EtherNet/IP and TCP/IP

I have a friend, Emily, who knows all about muscles. More than that, she knows how to figure out which muscles in your body are sloughing off and not pulling their weight! And what’s more, she can then magically tweak them to wake them from their slumber and start working again. I call Emily the Muscle Magician.

What’s interesting to me about this is that she doesn’t think she has special knowledge. Because she lives muscle-mania all day long, she assumes that everyone knows what she knows. I remind her that she’s the Muscle Magician because what she does is magic to the rest of us.

I think we are all like that. We all have very special expertise but believe that our special expertise isn’t so special and wouldn’t be valuable to someone else. I know that I am like that. I think that the stuff I know (Ethernet networks, enterprise communication, industrial protocols, and the rest) is simple, straightforward and not especially valuable.

I realized again that this wasn’t true when I was asked about the difference between EtherNet/IP, CIP, and TCP/IP. I think of that as just basic knowledge, like me asking Emily what a bicep does. Our knowledge in our chosen fields is self-evident to us but we have to remember that not everyone lives in those domains and most people just don’t know what we know.

So today I am going to address what to some is a confusing question: Just what is the difference between TCP/IP, CIP and EtherNet/IP?” Let’s look at them individually.

TCP/IP – A TCP/IP protocol suite is the collection of communication protocols needed to communicate over Ethernet. The three most important components of the TCP/IP protocol suite are IP, TCP and UDP.

  • IP – IP is the Internet Protocol. It is responsible for moving a packet from Point A to Point B. IP knows nothing about TCP, CIP or EtherNet/IP. It simply moves the data packets provided to it by TCP, UDP and other protocols in a TCP/IP suite.
  • TCP – TCP is an acronym for Transmission Control Protocol. It is a connection-oriented protocol that is responsible for managing the connection between a client and a server (Scanner and Adapter for EtherNet/IP fans). Among its many duties is fragmenting data packets that don’t meet size constraints and validating that messages reach their destination.
  • UDP – (That’s short for User Datagram Protocol). It’s a connectionless protocol used for “send and forget” messages. Where TCP ensures that messages reach their destination, UDP just fires them off with no concern that they arrive at their destination.

Neither IP, TCP nor UDP knows anything about EtherNet/IP or CIP.

CIP – The Common Industrial Protocol (CIP) is a mechanism for organizing and sharing data in industrial devices.
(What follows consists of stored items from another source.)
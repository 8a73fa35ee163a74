//! Workflow engine: artifact-gated step sequencing and the heartbeat scheduler.
//!
//! A [`WorkflowDefinition`] is an ordered list of steps. Each step names the
//! agent that owns it and the artifact it must produce. The engine never
//! tracks progress itself: the artifact store is the only state, so
//! [`WorkflowDefinition::decide`] is a pure function of the stored paths.

pub mod heartbeat;

pub use heartbeat::{Heartbeat, HeartbeatInput, HeartbeatProbe, HeartbeatScheduler};

use boardroom_config::{WorkflowConfig, WorkflowStepConfig};
use boardroom_core::decision::OrchestrationDecision;
use boardroom_core::store::normalize_path;
use serde::{Deserialize, Serialize};
use tracing::debug;

/// Reason attached to the termination decision once every artifact exists.
pub const WORKFLOW_COMPLETE: &str = "All workflow steps completed successfully.";

// ── Definitions ─────────────────────────────────────────────────────────────

#[derive(Debug, Clone, PartialEq, Eq, Serialize, Deserialize)]
pub struct WorkflowStep {
    pub id: String,
    pub agent_id: String,
    pub instruction: String,
    pub expected_artifact: String,
}

impl WorkflowStep {
    pub fn new(
        id: impl Into<String>,
        agent_id: impl Into<String>,
        instruction: impl Into<String>,
        expected_artifact: impl Into<String>,
    ) -> Self {
        Self {
            id: id.into(),
            agent_id: agent_id.into(),
            instruction: instruction.into(),
            expected_artifact: expected_artifact.into(),
        }
    }

    /// Whether this step's artifact is among `paths`.
    pub fn is_satisfied(&self, paths: &[String]) -> bool {
        artifact_present(&self.expected_artifact, paths)
    }
}

impl From<&WorkflowStepConfig> for WorkflowStep {
    fn from(config: &WorkflowStepConfig) -> Self {
        Self::new(
            &config.id,
            &config.agent_id,
            &config.instruction,
            &config.expected_artifact,
        )
    }
}

#[derive(Debug, Clone, PartialEq, Eq, Serialize, Deserialize)]
pub struct WorkflowDefinition {
    pub id: String,
    pub name: String,
    pub triggers: Vec<String>,
    pub steps: Vec<WorkflowStep>,
}

/// How far a workflow has got, for display.
#[derive(Debug, Clone, PartialEq, Eq)]
pub struct WorkflowProgress {
    pub completed: usize,
    pub total: usize,
    pub current: Option<WorkflowStep>,
}

impl WorkflowProgress {
    pub fn is_complete(&self) -> bool {
        self.current.is_none()
    }
}

impl WorkflowDefinition {
    pub fn new(id: impl Into<String>, steps: Vec<WorkflowStep>) -> Self {
        let id = id.into();
        Self {
            name: id.clone(),
            id,
            triggers: Vec::new(),
            steps,
        }
    }

    pub fn with_triggers(mut self, triggers: &[&str]) -> Self {
        self.triggers = triggers.iter().map(|t| t.to_string()).collect();
        self
    }

    pub fn from_config(config: &WorkflowConfig) -> Self {
        let name = if config.name.is_empty() {
            config.id.clone()
        } else {
            config.name.clone()
        };
        Self {
            id: config.id.clone(),
            name,
            triggers: config.triggers.clone(),
            steps: config.steps.iter().map(WorkflowStep::from).collect(),
        }
    }

    /// Case-insensitive trigger match against a goal.
    pub fn matches_goal(&self, goal: &str) -> bool {
        let goal = goal.to_lowercase();
        self.triggers
            .iter()
            .filter(|t| !t.trim().is_empty())
            .any(|t| goal.contains(&t.to_lowercase()))
    }

    /// First step whose artifact is missing.
    pub fn current_step(&self, paths: &[String]) -> Option<&WorkflowStep> {
        self.steps.iter().find(|step| !step.is_satisfied(paths))
    }

    /// Pick the next speaker from artifact presence alone.
    ///
    /// Steps are scanned in order, so a later artifact created early never
    /// skips an earlier missing one.
    pub fn decide(&self, paths: &[String]) -> OrchestrationDecision {
        match self.current_step(paths) {
            Some(step) => {
                debug!(workflow = %self.id, step = %step.id, agent_id = %step.agent_id, "Workflow step pending");
                OrchestrationDecision::speak(
                    &step.agent_id,
                    format!(
                        "Executing workflow step {}. Waiting for artifact {}",
                        step.id, step.expected_artifact
                    ),
                    &step.instruction,
                )
            }
            None => {
                debug!(workflow = %self.id, "Workflow complete");
                OrchestrationDecision::terminate(WORKFLOW_COMPLETE)
            }
        }
    }

    pub fn progress(&self, paths: &[String]) -> WorkflowProgress {
        WorkflowProgress {
            completed: self.steps.iter().filter(|s| s.is_satisfied(paths)).count(),
            total: self.steps.len(),
            current: self.current_step(paths).cloned(),
        }
    }
}

/// Exact match, or a stored path under the expected directory prefix.
///
/// `expected` is normalized the way stores normalize what they hold, so
/// `./final.md` and `/final.md` both mean `final.md`. A path that cannot be
/// normalized is never present.
pub fn artifact_present(expected: &str, paths: &[String]) -> bool {
    let Ok(expected) = normalize_path(expected) else {
        return false;
    };
    paths.iter().any(|p| p.starts_with(expected.as_str()))
}

// ── Catalog ─────────────────────────────────────────────────────────────────

/// The configured workflows, in declaration order.
#[derive(Debug, Clone, Default)]
pub struct WorkflowCatalog {
    workflows: Vec<WorkflowDefinition>,
}

impl WorkflowCatalog {
    pub fn new(workflows: Vec<WorkflowDefinition>) -> Self {
        Self { workflows }
    }

    pub fn from_config(configs: &[WorkflowConfig]) -> Self {
        Self::new(configs.iter().map(WorkflowDefinition::from_config).collect())
    }

    /// First workflow whose trigger appears in `goal`.
    pub fn select(&self, goal: &str) -> Option<&WorkflowDefinition> {
        self.workflows.iter().find(|w| w.matches_goal(goal))
    }

    pub fn get(&self, id: &str) -> Option<&WorkflowDefinition> {
        self.workflows.iter().find(|w| w.id == id)
    }

    pub fn workflows(&self) -> &[WorkflowDefinition] {
        &self.workflows
    }

    pub fn is_empty(&self) -> bool {
        self.workflows.is_empty()
    }
}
CIP is the core technology behind CompoNet, EtherNet/IP, DeviceNet and ControlNet. CIP organizes data as objects with data elements called attributes. CIP defines two classes of objects: required objects and application objects. Required objects are present in every CIP device. The identity object, for example, organizes identity data (vendor, catalog #, revision number, etc.) as attributes that can be accessed by the external world using a CIP read attribute message. CIP organizes application data into objects that reflect how the device vendor wants to expose the application data. CIP specifies both the object structure of a device and the messaging used to access that device. CIP defines two message types: asynchronous messages (explicit) and synchronous messages (implicit).

EtherNet/IP – EtherNet/IP is the implementation of CIP over Ethernet just as DeviceNet is the implementation of CIP over (Controller Area Network) (CAN). In EtherNet/IP, CIP objects are accessed using explicit messaging over a TCP connection and Implicit messaging over a UDP connection.

Explicit messages, which read and write attributes of objects, are transferred over a TCP connection to ensure that these types of messages arrive at their destination. Changing operational setpoints requires a connection so that the sender is certain that the new data arrived. Implicit messages, which transfer I/O data between a scanner and an adapter, are transferred over a UDP connection. These messages are cyclic and if one fails to arrive, another will be transmitted on the next cycle (usually 10 ms).

No one has ever called me the “Protocol Magician”, but I hope this description of the relationship between these three important entities provides a clear picture of EtherNet/IP and its component parts in the TCP/IP software suite.